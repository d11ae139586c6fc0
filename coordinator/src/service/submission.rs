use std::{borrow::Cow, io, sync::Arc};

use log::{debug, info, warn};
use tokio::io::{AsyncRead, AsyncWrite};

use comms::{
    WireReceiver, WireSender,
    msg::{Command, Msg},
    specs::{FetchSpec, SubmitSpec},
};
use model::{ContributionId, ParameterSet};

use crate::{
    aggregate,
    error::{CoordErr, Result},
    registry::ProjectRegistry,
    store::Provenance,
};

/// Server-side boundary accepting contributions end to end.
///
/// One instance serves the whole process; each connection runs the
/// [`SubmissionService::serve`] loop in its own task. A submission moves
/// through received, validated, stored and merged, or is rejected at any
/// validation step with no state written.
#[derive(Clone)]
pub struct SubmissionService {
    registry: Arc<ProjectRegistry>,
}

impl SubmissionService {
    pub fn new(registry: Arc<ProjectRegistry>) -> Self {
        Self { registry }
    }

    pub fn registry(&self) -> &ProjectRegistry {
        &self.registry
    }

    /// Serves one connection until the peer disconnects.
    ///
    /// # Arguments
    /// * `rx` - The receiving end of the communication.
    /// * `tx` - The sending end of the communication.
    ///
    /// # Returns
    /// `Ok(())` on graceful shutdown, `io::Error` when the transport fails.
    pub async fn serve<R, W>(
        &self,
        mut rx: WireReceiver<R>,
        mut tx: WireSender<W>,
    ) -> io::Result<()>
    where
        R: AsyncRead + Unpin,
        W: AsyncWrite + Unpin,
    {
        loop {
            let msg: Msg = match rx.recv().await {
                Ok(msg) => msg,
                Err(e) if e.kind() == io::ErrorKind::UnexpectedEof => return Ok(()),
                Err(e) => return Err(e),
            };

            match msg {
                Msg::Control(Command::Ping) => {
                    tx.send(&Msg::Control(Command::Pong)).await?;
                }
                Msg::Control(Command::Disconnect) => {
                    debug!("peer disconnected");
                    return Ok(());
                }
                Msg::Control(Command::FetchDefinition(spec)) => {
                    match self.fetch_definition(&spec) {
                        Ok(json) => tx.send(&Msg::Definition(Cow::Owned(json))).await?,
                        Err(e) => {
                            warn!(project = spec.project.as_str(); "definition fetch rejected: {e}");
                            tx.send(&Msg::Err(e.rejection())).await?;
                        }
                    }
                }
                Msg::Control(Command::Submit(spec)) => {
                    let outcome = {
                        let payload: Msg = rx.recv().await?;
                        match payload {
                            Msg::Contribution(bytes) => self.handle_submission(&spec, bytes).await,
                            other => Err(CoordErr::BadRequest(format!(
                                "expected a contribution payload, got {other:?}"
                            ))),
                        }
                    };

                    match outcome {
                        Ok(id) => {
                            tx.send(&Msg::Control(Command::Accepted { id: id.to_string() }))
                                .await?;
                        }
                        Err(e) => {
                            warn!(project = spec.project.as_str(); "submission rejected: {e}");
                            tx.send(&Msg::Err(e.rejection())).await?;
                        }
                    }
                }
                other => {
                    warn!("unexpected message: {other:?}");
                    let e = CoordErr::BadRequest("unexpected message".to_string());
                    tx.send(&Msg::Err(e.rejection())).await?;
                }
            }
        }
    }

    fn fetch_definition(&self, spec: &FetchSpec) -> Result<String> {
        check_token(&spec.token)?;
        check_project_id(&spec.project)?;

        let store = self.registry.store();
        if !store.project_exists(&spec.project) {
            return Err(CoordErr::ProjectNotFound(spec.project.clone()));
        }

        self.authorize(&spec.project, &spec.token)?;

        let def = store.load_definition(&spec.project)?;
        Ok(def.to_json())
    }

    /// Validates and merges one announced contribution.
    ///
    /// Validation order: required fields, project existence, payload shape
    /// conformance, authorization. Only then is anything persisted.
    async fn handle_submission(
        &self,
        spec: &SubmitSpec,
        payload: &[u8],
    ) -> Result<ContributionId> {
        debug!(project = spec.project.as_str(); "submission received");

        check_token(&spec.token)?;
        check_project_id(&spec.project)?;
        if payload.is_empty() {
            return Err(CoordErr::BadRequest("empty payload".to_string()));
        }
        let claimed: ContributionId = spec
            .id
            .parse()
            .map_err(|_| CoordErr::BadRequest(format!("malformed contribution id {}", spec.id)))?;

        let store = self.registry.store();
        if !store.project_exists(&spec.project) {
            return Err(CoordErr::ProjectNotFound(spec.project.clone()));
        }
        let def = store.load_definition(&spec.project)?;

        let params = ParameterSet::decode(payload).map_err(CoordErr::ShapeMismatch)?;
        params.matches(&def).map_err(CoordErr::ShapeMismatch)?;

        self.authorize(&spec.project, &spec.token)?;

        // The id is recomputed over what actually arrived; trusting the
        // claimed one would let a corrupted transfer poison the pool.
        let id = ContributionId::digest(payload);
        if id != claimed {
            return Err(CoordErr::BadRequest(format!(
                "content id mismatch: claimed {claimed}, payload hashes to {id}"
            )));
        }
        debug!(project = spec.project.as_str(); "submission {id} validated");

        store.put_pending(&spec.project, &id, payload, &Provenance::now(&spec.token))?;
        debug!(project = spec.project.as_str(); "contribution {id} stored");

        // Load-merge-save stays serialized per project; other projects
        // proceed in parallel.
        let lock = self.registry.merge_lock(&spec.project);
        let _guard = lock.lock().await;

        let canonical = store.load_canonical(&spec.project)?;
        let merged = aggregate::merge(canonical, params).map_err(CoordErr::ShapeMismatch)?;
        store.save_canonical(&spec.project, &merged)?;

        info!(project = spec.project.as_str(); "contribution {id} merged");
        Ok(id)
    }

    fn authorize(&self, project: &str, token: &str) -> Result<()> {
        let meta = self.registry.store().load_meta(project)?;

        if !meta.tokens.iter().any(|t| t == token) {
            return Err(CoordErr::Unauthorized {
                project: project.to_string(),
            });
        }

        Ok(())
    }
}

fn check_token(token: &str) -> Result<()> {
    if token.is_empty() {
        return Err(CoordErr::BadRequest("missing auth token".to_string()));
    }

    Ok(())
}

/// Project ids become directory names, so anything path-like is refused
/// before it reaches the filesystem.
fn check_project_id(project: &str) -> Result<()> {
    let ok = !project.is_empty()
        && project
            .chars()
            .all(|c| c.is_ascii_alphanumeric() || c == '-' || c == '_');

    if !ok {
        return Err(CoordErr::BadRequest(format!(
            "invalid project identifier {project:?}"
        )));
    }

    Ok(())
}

...

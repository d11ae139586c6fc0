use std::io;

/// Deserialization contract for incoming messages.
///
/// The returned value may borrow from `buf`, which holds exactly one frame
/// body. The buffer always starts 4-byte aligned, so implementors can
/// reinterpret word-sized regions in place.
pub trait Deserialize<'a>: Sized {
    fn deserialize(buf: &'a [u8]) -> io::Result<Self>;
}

§ Work instructions: Find and copy each line of the listing above that holds the word "rejected".

§ Solution:
/// through received, validated, stored and merged, or is rejected at any
                            warn!(project = spec.project.as_str(); "definition fetch rejected: {e}");
                            warn!(project = spec.project.as_str(); "submission rejected: {e}");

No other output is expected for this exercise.